4. Statistical test: sex vs. expected recovery amount

We have seen that there is no major jump in the average customer age just above and just below the \$1000 threshold by doing a statistical test as well as exploring it graphically with a scatter plot.

We want to also test that the percentage of customers that are male does not jump across the \$1000 threshold. We can start by exploring the range of \$900 to \$1100 and later adjust this range.
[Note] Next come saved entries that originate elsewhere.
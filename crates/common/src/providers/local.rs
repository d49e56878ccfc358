//! Adapters that need no remote authority

use super::PidProvider;
use crate::db::models::Pid;
use crate::errors::Result;
use async_trait::async_trait;
use tracing::debug;

/// Identifier schemes minted and resolved by this service alone
pub const LOCAL_SCHEMES: &[&str] = &["recid", "conceptrecid", "depid", "oai"];

/// Adapter for locally minted identifiers
#[derive(Debug, Clone)]
pub struct LocalProvider {
    schemes: Vec<String>,
}

impl Default for LocalProvider {
    fn default() -> Self {
        Self {
            schemes: LOCAL_SCHEMES.iter().map(|s| s.to_string()).collect(),
        }
    }
}

#[async_trait]
impl PidProvider for LocalProvider {
    fn name(&self) -> &'static str {
        "local"
    }

    fn accepts(&self, pid_type: &str, _pid_value: &str) -> bool {
        self.schemes.iter().any(|s| s == pid_type)
    }

    async fn reserve(&self, _pid: &Pid, _doc: Option<&str>) -> Result<bool> {
        Ok(true)
    }

    async fn register(&self, _pid: &Pid, _url: &str, _doc: Option<&str>) -> Result<bool> {
        Ok(true)
    }

    async fn update(&self, _pid: &Pid, _url: Option<&str>, _doc: Option<&str>) -> Result<bool> {
        Ok(true)
    }

    async fn delete(&self, _pid: &Pid) -> Result<bool> {
        Ok(true)
    }
}

/// Adapter for DOIs registered by another authority; only recorded locally
#[derive(Debug, Clone, Copy, Default)]
pub struct ExternalDoiProvider;

#[async_trait]
impl PidProvider for ExternalDoiProvider {
    fn name(&self) -> &'static str {
        "external"
    }

    fn accepts(&self, pid_type: &str, _pid_value: &str) -> bool {
        pid_type == "doi"
    }

    async fn reserve(&self, pid: &Pid, _doc: Option<&str>) -> Result<bool> {
        debug!(pid = %pid.label(), "External DOI reserve is a no-op");
        Ok(true)
    }

    async fn register(&self, pid: &Pid, _url: &str, _doc: Option<&str>) -> Result<bool> {
        debug!(pid = %pid.label(), "External DOI register is a no-op");
        Ok(true)
    }

    async fn update(&self, pid: &Pid, _url: Option<&str>, _doc: Option<&str>) -> Result<bool> {
        debug!(pid = %pid.label(), "External DOI update is a no-op");
        Ok(true)
    }

    async fn delete(&self, pid: &Pid) -> Result<bool> {
        debug!(pid = %pid.label(), "External DOI delete is a no-op");
        Ok(true)
    }
}

#[cfg(test)]
mod tests {
    use super::*;

    #[test]
    fn test_local_schemes() {
        let provider = LocalProvider::default();
        assert!(provider.accepts("recid", "1"));
        assert!(provider.accepts("oai", "oai:zenodo.org:1"));
        assert!(!provider.accepts("doi", "10.5281/zenodo.1"));
    }

    #[test]
    fn test_external_accepts_dois() {
        assert!(ExternalDoiProvider.accepts("doi", "10.1234/x"));
        assert!(!ExternalDoiProvider.accepts("recid", "1"));
    }
}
We can examine this question statistically by developing cross-tabs as well as doing chi-square tests of the percentage of customers that are male vs. female.

In [8]:
# Number of customers in each category
crosstab = pd.crosstab(df.loc[(df['expected_recovery_amount']<1100) & 
                              (df['expected_recovery_amount']>=900)]['recovery_strategy'], 
                       df['sex'])
print(crosstab)
# Chi-square test
chi2_stat, p_val, dof, ex = stats.chi2_contingency(crosstab)
print(p_val)
sex                Female  Male
recovery_strategy              
Level 0 Recovery       32    57
Level 1 Recovery       39    55
0.5377947810444592
In [9]:
%%nose

def test_crosstab():
    correct_crosstab = pd.crosstab(df.loc[(df['expected_recovery_amount']<1100) & (df['expected_recovery_amount']>=900)]['recovery_strategy'], df['sex'])
    assert correct_crosstab.equals(crosstab), \
    "The crosstab should select the expected_recovery_amount <1100 and >=900."

def test_pval():
    chi2_stat, correct_p_val, dof, ex = stats.chi2_contingency(crosstab)
    assert correct_p_val==p_val, \
    "The chi-square test function should use crosstab as the input variable."
Out[9]:
2/2 tests passed

5. Exploratory graphical analysis: recovery amount

We are now reasonably confident that customers just above and just below the \$1000 threshold are, on average, similar in their average age and the percentage that are male.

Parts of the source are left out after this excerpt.